Deklaracja ta nastąpiła niemal dokładnie tydzień po oświadczeniu prezydenta USA Donalda Trumpa, w którym ogłosił zerwanie relacji Stanów Zjednoczonych z WHO. Decyzję tą – jak przypomina Polska Agencja Prasowa – amerykański prezydent uzasadnił działaniami organizacji dotyczącymi pandemii koronawirusa. W ocenie Trumpa reakcja WHO na wybuch pandemii nie była adekwatna, co jego zdaniem jest wynikiem tego, że Chiny „całkowicie kontrolują” organizację.

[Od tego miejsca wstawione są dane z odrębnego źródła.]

use super::RequestsLoggingLevel;
use std::time::Duration;

#[derive(Clone, Debug)]
pub struct ServerConfig {
    pub requests_logging_level: RequestsLoggingLevel,
    pub host: String,
    pub port: u16,
    pub frontend_dir_path: Option<String>,
    /// How often expired auth tokens are removed. Zero disables pruning.
    pub token_prune_interval: Duration,
}

impl Default for ServerConfig {
    fn default() -> Self {
        ServerConfig {
            requests_logging_level: RequestsLoggingLevel::Path,
            host: "127.0.0.1".to_string(),
            port: 5001,
            frontend_dir_path: None,
            token_prune_interval: Duration::from_secs(600),
        }
    }
}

Trump zapowiedział, że środki, które miały być skierowane z amerykańskiego budżetu do WHO zostaną przekazane innym organizacjom zajmującym się zdrowiem publicznym. Składka USA do budżetu organizacji – jak przypomina PAP – była największa ze wszystkich krajów świata (w ubiegłym roku było to ok. 400 mln USD, ok. 15 proc. budżetu WHO).
Pandemia nie ustępuje
Czy Brazylia ostatecznie pójdzie w ślady USA jeszcze nie wiemy. Wiadomo natomiast, że pandemia koronawirusa w tym kraju nie ustępuje. Tylko w miniony piątek brazylijski resort zdrowia poinformował o blisko 31 tys. nowych zakażeniach w kraju i o zgonach 1005 osób. Całkowita liczba wszystkich zakażeń – jak przypomina PAP – wynosi prawie 650 tys., co daje Brazylii drugie miejsce wśród państw z największą liczbą zakażeń (ustępuje tylko USA), z kolei liczba zgonów to ponad 35 tys. Pod tym względem Brazylia wyprzedziła już Włochy i ustępuje jedynie USA i Wielkiej Brytanii.
Wielu ekspertów nie wierzy w oficjalne statystyki i w ich ocenie rzeczywista liczba zachorowań jest wyższa. Część z nich przekonuje, że Brazylia stoi w obliczu „trzeciej fazy epidemii”.